Raté ou pas, on se retrouve quand même avec un beau corpus de sources de qualité, dont seul une faible partie est effectivement exploitée sur Wikipédia. Pour cette raison, je me demande si on ne devrait pas organiser des recensements systématiques des bonnes références en ligne. Cela pourrait se faire au niveau des articles — à défaut d'améliorer une ébauche, on pourrait proposer une sorte de kit clé en main pour faciliter le travail du contributeur qui souhaitera s'y coller. Cela pourrait aussi se faire au niveau des portails — des pages d'aides listerait les ressources de référence dans un domaine concerné, et donneraient quelques indications générales sur leur utilisation.

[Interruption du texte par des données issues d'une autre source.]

#[async_trait]
impl BuildTaskStore for InMemoryTaskStore {
    async fn create_build_task(&self, task: BuildTask) -> Result<BuildTask> {
        let mut tables = self.tables();
        if tables.build_tasks.iter().any(|t| t.id == task.id) {
            bail!("build task {} already exists", task.id);
        }
        tables.build_tasks.push(task.clone());
        Ok(task)
    }

    async fn find_build_task(&self, id: BuildTaskId) -> Result<Option<BuildTask>> {
        Ok(self.tables().build_tasks.iter().find(|t| t.id == id).cloned())
    }

    async fn claim_build_task(&self) -> Result<Option<BuildTask>> {
        let mut tables = self.tables();
        let now = Utc::now();
        let Some(task) = tables
            .build_tasks
            .iter_mut()
            .filter(|t| t.is_claimable())
            .min_by_key(|t| (t.created_at, t.id))
        else {
            return Ok(None);
        };

        match task.stage {
            BuildStage::Init => {
                task.stage = BuildStage::KnowledgeBuild;
                task.knowledge_started_at = Some(now);
            }
            BuildStage::ActionBuild => {
                task.action_started_at.get_or_insert(now);
            }
            _ => {}
        }
        task.stage_status = StageStatus::Running;
        task.updated_at = now;
        Ok(Some(task.clone()))
    }

    async fn begin_action_stage(
        &self,
        id: BuildTaskId,
        plan: ActionStagePlan,
    ) -> Result<ActionStageStarted> {
        let mut tables = self.tables();
        let now = Utc::now();

        match tables.build_tasks.iter().find(|t| t.id == id) {
            Some(t)
                if t.stage == BuildStage::KnowledgeBuild
                    && t.stage.can_transition_to(BuildStage::ActionBuild)
                    && t.stage_status == StageStatus::Running => {}
            Some(_) => bail!("build task {} is no longer in knowledge_build/running", id),
            None => bail!("build task {} not found", id),
        }

        let existing = tables.sources.iter().position(|s| s.base_url == plan.source_url);
        let source = match existing {
            Some(index) => {
                let source = &mut tables.sources[index];
                source.updated_at = now;
                source.clone()
            }
            None => {
                let source = Source::new(&plan.source_name, &plan.source_url);
                tables.sources.push(source.clone());
                source
            }
        };

        let version_number = tables
            .versions
            .iter()
            .filter(|v| v.source_id == source.id)
            .map(|v| v.version_number)
            .max()
            .unwrap_or(0)
            + 1;
        let version = SourceVersion::building(
            source.id,
            version_number,
            plan.commit_message.clone(),
            plan.created_by.clone(),
        );
        tables.versions.push(version.clone());

        for chunk_ids in &plan.chunk_batches {
            let mut config = RecordingTaskConfig::for_version(version.id);
            config.start_url = plan.start_url.clone();
            tables
                .recording_tasks
                .push(RecordingTask::new_pending(id, source.id, chunk_ids.clone(), config));
        }

        let config = BuildTaskConfig {
            source_version_id: Some(version.id),
            ..plan.config
        };
        if let Some(task) = tables.build_task_mut(id) {
            task.source_id = Some(source.id);
            task.config = Json(config);
            task.stage = BuildStage::ActionBuild;
            task.stage_status = StageStatus::Pending;
            task.error_message = None;
            task.knowledge_completed_at = Some(now);
            task.updated_at = now;
        }

        Ok(ActionStageStarted {
            source,
            version,
            recording_tasks: plan.chunk_batches.len(),
        })
    }

    async fn reset_build_task_for_retry(
        &self,
        id: BuildTaskId,
        config: &BuildTaskConfig,
        error: &str,
    ) -> Result<bool> {
        let mut tables = self.tables();
        match tables.build_task_mut(id) {
            Some(task) if task.stage_status == StageStatus::Running => {
                task.stage_status = StageStatus::Pending;
                task.config = Json(config.clone());
                task.error_message = Some(error.to_string());
                task.updated_at = Utc::now();
                Ok(true)
            }
            _ => Ok(false),
        }
    }

    async fn fail_build_task(&self, id: BuildTaskId, error: &str) -> Result<bool> {
        let mut tables = self.tables();
        match tables.build_task_mut(id) {
            Some(task)
                if task.stage_status == StageStatus::Running
                    && task.stage.can_transition_to(BuildStage::Error) =>
            {
                task.stage = BuildStage::Error;
                task.stage_status = StageStatus::Error;
                task.error_message = Some(error.to_string());
                task.updated_at = Utc::now();
                Ok(true)
            }
            _ => Ok(false),
        }
    }

    async fn complete_build_task(&self, id: BuildTaskId, summary: Option<&str>) -> Result<bool> {
        let mut tables = self.tables();
        match tables.build_task_mut(id) {
            Some(task)
                if task.stage == BuildStage::ActionBuild
                    && task.stage.can_transition_to(BuildStage::Completed)
                    && task.stage_status == StageStatus::Running =>
            {
                let now = Utc::now();
                task.stage = BuildStage::Completed;
                task.stage_status = StageStatus::Completed;
                task.error_message = summary.map(str::to_string);
                task.action_completed_at = Some(now);
                task.updated_at = now;
                Ok(true)
            }
            _ => Ok(false),
        }
    }
}
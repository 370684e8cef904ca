pub mod recording_task;

pub use recording_task::*;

Concrètement, ces « recensements » amélioreraient probablement l'intégration des nouveaux contributeurs. Ceux-ci disposeraient rapidement des sources considérées comme les plus légitimes. Leur lecture et leur décorticage posera sans doute quelques difficultés même si dans l'ensemble, la plupart des articles et études de science humaines et sociales sont compréhensibles pour quiconque a une bonne base de culture générale. Mes propres travaux universitaires ont tendance à être interdisciplinaires : je n'ai jamais eu véritablement de difficulté à reprendre et à croiser des données venues de la musicologie, de l'économie, de l'histoire, des sciences politiques ou de la sociologie.

En outre, ces « recensements » s'inscriraient dans une grande tendance de fond de l'encyclopédie en ligne, en faveur de la collecte et de la computation de données. En avril, la Fondation Wikimédia va ainsi lancer le projet Wikidata qui sera effectif d'ici un ou deux ans. J'aurais très prochainement l'occasion d'en reparler.

5 commentaires:

Dr Brains a dit…

Il me semble que le problème de l'accessibilité des sources va bien au delà de Wikipédia. Une "bonne" source, c'est à dire vérifiable facilement, est une source

* en ligne

* non payante (et je rajouterait : ne demandant pas d'enregistrement/identification/etc...)

A partir de ce constat, l'effort à faire est justement au niveau de ceux qui détiennent ces sources, c'est à dire en premier lieu les bibliothèques et musées, afin de numériser leurs ouvrages, mais aussi les plateforme de publication scientifique, qui doivent être d'accès libre.

Force est de constater que le premier point, le plus important, est loin d'être idéal, et que les institutions (surtout publiques et surtout françaises(!pov!)) traînent les pieds. Le droit d'auteur, dans sa conception rigide finalement peu adapté aux nouveaux usages numériques, ne facilitant évidement pas les choses.

Anonyme a dit…

Je crois que cette une bonne idée mais la mise en place est difficile. à mon sens cela ne doit ni se faire au niveau des articles car trop source de conflit, ni des portails mais au niveau global. Par ailleurs, il faudra faire attention de bien dire d'où parlent alors ces blogs ou ses sources de façon à dire tel courant X source X' avance cette idée ou cette analyse. Pour tel autre courant Y l'analyse est au contraire ....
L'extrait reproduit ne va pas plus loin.